Action in the States
With the attention of Congress squarely focused on national electoral politics, many states have been leading with their own efforts during 2016 to increase funding for their own local projects and infrastructure priorities. Earlier this year, South Carolina approved a bill that would permanently allocate revenue from state vehicle sales taxes and motor vehicle fines to the state highway fund. The action is expected to result in $200 million in increased annual funding for the state’s roads and bridges. Indiana established a matching grant program that would provide a 50-50 funds match to city and county governments for road projects for localities throughout the state. In addition, Hawaii announced a statewide mileage-based user fee concept as a potential revenue source that could replace fuel taxes statewide.
States are also considering numerous transportation-related ballot measures that will be judged by voters on November 8th. These proposals present an opportunity for policy makers to gauge the public’s appetite for funding options ranging from bonds, sales tax increases, and tolling. A number of these ballot initiatives are highlighted below.
- Approval for bond debt in Baldwin County to finance a tolling authority.
- A sales tax increase to benefit road funding in Coconino County.
Approval for bond debt to fund various road projects in Surprise, Arizona.
- A .5 percent increase in the sales tax to benefit funding for road and transit projects over the next 30 years in Sacramento.
- An increase in property taxes for 15 years to finance roads and bridges in Boulder County. (Similar proposals in La Plata County and Lafayette.)
- A one cent increase in the sales tax for road improvements in Broward County.
- A sales tax increase of .75 percent for road and highway improvements in Fulton County.
- Property tax increases to benefit roads and bridges in Bossier, St.

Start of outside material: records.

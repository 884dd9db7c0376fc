//! Poll timing example.
//!
//! A toy loop sleeps in place of a real poll. The `PollTimer` watcher pair
//! compares the timeout handed to prepare watchers with the time that actually
//! passed before check watchers ran, and the `Tracer` pair logs both passes.

use std::time::{Duration, Instant};

use evwatch::{
    Config, LoopHooks, PanicPolicy, WatcherRegistry,
    watchers::{PollTimer, Tracer},
};

/// Minimal loop: one pending timer, polled by sleeping.
struct SleepLoop {
    registry: WatcherRegistry,
    deadline: Option<Instant>,
}

impl SleepLoop {
    fn new() -> Self {
        Self {
            registry: WatcherRegistry::new(
                Config::default().with_panic_policy(PanicPolicy::Release),
            ),
            deadline: None,
        }
    }

    fn schedule(&mut self, after: Duration) {
        self.deadline = Some(Instant::now() + after);
    }

    fn run_once(&mut self) {
        let now = Instant::now();
        let timeout = self.deadline.map(|d| d.saturating_duration_since(now));
        self.registry.run_prepare_phase(now, timeout);

        // Sleeping overshoots a little, which is what the timer measures.
        std::thread::sleep(timeout.unwrap_or_default() + Duration::from_millis(2));

        self.registry.run_check_phase(Instant::now());
        if self.deadline.is_some_and(|d| d <= Instant::now()) {
            self.deadline = None;
            println!("timer fired");
        }
    }
}

impl Drop for SleepLoop {
    fn drop(&mut self) {
        self.registry.teardown();
    }
}

fn run() -> evwatch::Result {
    tracing_subscriber::fmt()
        .with_max_level(tracing::Level::DEBUG)
        .init();

    let mut event_loop = SleepLoop::new();
    let timer = PollTimer::new().with_tolerance(Duration::from_millis(1));
    timer.attach(&mut event_loop.registry)?;
    let [prepare, check] = Tracer::attach(&mut event_loop.registry)?;

    for ms in [20, 50, 10] {
        event_loop.schedule(Duration::from_millis(ms));
        event_loop.run_once();
    }

    // Stop tracing but keep timing
    event_loop.registry.release(prepare)?;
    event_loop.registry.release(check)?;
    event_loop.schedule(Duration::from_millis(5));
    event_loop.run_once();

    println!(
        "samples: {}, overshoots: {}, blocked: {:?}, last: {:?}",
        timer.samples(),
        timer.overshoots(),
        timer.total_blocked(),
        timer.last()
    );
    Ok(())
}

fn main() {
    if let Err(e) = run() {
        eprintln!("Error while executing example: {e}");
    }
}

Helena, Natchitoches Parishes.
A sales tax and a bond measure for road funding in Tangipahoa Parish.
- A $100 million general obligation bond with $80 million dedicated to road projects, and $20 million for harbors, freight, and bicycle and pedestrian trails statewide.
- A statewide measure to determine whether to dedicate all state gas tax revenue to finance only transportation projects, rather than a majority, which is the current law.
- Property tax increases are under consideration in numerous townships for road improvements.
- A division of some revenue from the sales tax on legal marijuana sales to road funding.
Where Do We Go From Here?
This coming January, we will have a new President and many new members of Congress. The question is whether these new leaders will forge a new path, or if the political gridlock that has gripped Washington, DC in this century will continue to rule the day. Despite bold rhetoric, we haven’t seen any tangible action to provide sufficient transportation funding to states. In the next Congress, it is possible that members of Congress and the new administration will negotiate a large tax bill that could include increased funding for transportation programs. While we await the political changes in Washington, states are taking the lead in finding solutions to address America’s infrastructure challenge. This fall, voters in about half of the 50 states will have the opportunity to vote for increased transportation funding on a local, regional, or state level. The results of these ballot initiatives could begin to change how elected officials address transportation funding nationally.